- _Exercise_
Copy each line below in which the string "tracing" appears.
────────────────
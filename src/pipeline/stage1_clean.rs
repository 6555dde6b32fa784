use std::collections::BTreeSet;

use crate::categories::CategoryMap;
use crate::input::RawFundRow;
use crate::model::FundRecord;

#[derive(Debug, Clone)]
pub struct CleanParams {
    pub min_nav_millions: f64,
}

impl Default for CleanParams {
    fn default() -> Self {
        Self {
            min_nav_millions: 1000.0,
        }
    }
}

/// Row accounting for the cleaning stage. Each dropped row is counted once,
/// under the first check it fails in the order category, fund size,
/// five-year return, three-year sharpe.
#[derive(Debug, Clone, Default, PartialEq)]
pub struct CleanAudit {
    pub loaded: usize,
    pub kept: usize,
    pub missing_category: usize,
    pub below_min_nav: usize,
    pub missing_five_year_return: usize,
    pub missing_three_year_sharpe: usize,
    pub relabeled: usize,
    pub unmapped_labels: BTreeSet<String>,
}

#[derive(Debug, Clone)]
pub struct Stage1Output {
    pub records: Vec<FundRecord>,
    pub audit: CleanAudit,
}

enum DropReason {
    MissingCategory,
    BelowMinNav,
    MissingFiveYearReturn,
    MissingThreeYearSharpe,
}

pub fn run_stage1(
    rows: &[RawFundRow],
    params: &CleanParams,
    labels: &CategoryMap,
) -> Stage1Output {
    let mut audit = CleanAudit {
        loaded: rows.len(),
        ..CleanAudit::default()
    };
    let mut records = Vec::with_capacity(rows.len());

    for (row, raw) in rows.iter().enumerate() {
        if let Some(reason) = drop_reason(raw, params) {
            match reason {
                DropReason::MissingCategory => audit.missing_category += 1,
                DropReason::BelowMinNav => audit.below_min_nav += 1,
                DropReason::MissingFiveYearReturn => audit.missing_five_year_return += 1,
                DropReason::MissingThreeYearSharpe => audit.missing_three_year_sharpe += 1,
            }
            continue;
        }

        let raw_label = raw.category_name.as_deref().unwrap_or("").trim();
        let category = match labels.canonical(raw_label) {
            Some(canonical) => {
                audit.relabeled += 1;
                canonical.to_string()
            }
            None => {
                if audit.unmapped_labels.insert(raw_label.to_string()) {
                    tracing::debug!(
                        label = raw_label,
                        "category label has no mapping; kept as-is"
                    );
                }
                raw_label.to_string()
            }
        };

        records.push(to_record(row, category, raw));
    }

    audit.kept = records.len();
    tracing::info!(
        loaded = audit.loaded,
        kept = audit.kept,
        missing_category = audit.missing_category,
        below_min_nav = audit.below_min_nav,
        missing_five_year_return = audit.missing_five_year_return,
        missing_three_year_sharpe = audit.missing_three_year_sharpe,
        "cleaned screener rows"
    );
    if !audit.unmapped_labels.is_empty() {
        tracing::warn!(
            count = audit.unmapped_labels.len(),
            "category labels without a canonical mapping were passed through"
        );
    }

    Stage1Output { records, audit }
}

fn drop_reason(raw: &RawFundRow, params: &CleanParams) -> Option<DropReason> {
    let has_category = raw
        .category_name
        .as_deref()
        .is_some_and(|c| !c.trim().is_empty());
    if !has_category {
        return Some(DropReason::MissingCategory);
    }
    // NaN or absent fund size fails the comparison like any small fund.
    let nav_ok = finite(raw.fund_total_nav_rupees_millions)
        .is_some_and(|nav| nav >= params.min_nav_millions);
    if !nav_ok {
        return Some(DropReason::BelowMinNav);
    }
    if finite(raw.five_years_return_annual).is_none() {
        return Some(DropReason::MissingFiveYearReturn);
    }
    if finite(raw.three_years_sharpe).is_none() {
        return Some(DropReason::MissingThreeYearSharpe);
    }
    None
}

fn finite(v: Option<f64>) -> Option<f64> {
    v.filter(|x| x.is_finite())
}

fn to_record(row: usize, category: String, raw: &RawFundRow) -> FundRecord {
    FundRecord {
        row,
        legal_name: raw.legal_name.clone().unwrap_or_default(),
        category,
        close_price: finite(raw.close_price),
        close_price_date: raw.close_price_date.clone(),
        medalist_rating_number: finite(raw.medalist_rating_number),
        star_rating_till_date: finite(raw.star_rating_till_date),
        one_year_return: finite(raw.one_year_return),
        three_years_return_annual: finite(raw.three_years_return_annual),
        five_years_return_annual: finite(raw.five_years_return_annual),
        ten_years_return_annual: finite(raw.ten_years_return_annual),
        expense_ratio: finite(raw.expense_ratio),
        initial_purchase: finite(raw.initial_purchase),
        fund_total_nav_rupees_millions: finite(raw.fund_total_nav_rupees_millions),
        risk_rating_till_date: finite(raw.risk_rating_till_date),
        one_year_alpha: finite(raw.one_year_alpha),
        three_years_alpha: finite(raw.three_years_alpha),
        five_years_alpha: finite(raw.five_years_alpha),
        one_year_beta: finite(raw.one_year_beta),
        three_years_beta: finite(raw.three_years_beta),
        five_years_beta: finite(raw.five_years_beta),
        one_year_standard_deviation: finite(raw.one_year_standard_deviation),
        three_years_standard_deviation: finite(raw.three_years_standard_deviation),
        five_years_standard_deviation: finite(raw.five_years_standard_deviation),
        one_year_sharpe: finite(raw.one_year_sharpe),
        three_years_sharpe: finite(raw.three_years_sharpe),
        five_years_sharpe: finite(raw.five_years_sharpe),
    }
}

#[cfg(test)]
#[path = "../../tests/src_inline/pipeline/stage1_clean.rs"]
mod tests;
────────────────
- _Written response_
                    tracing::debug!(
    tracing::info!(
        tracing::warn!(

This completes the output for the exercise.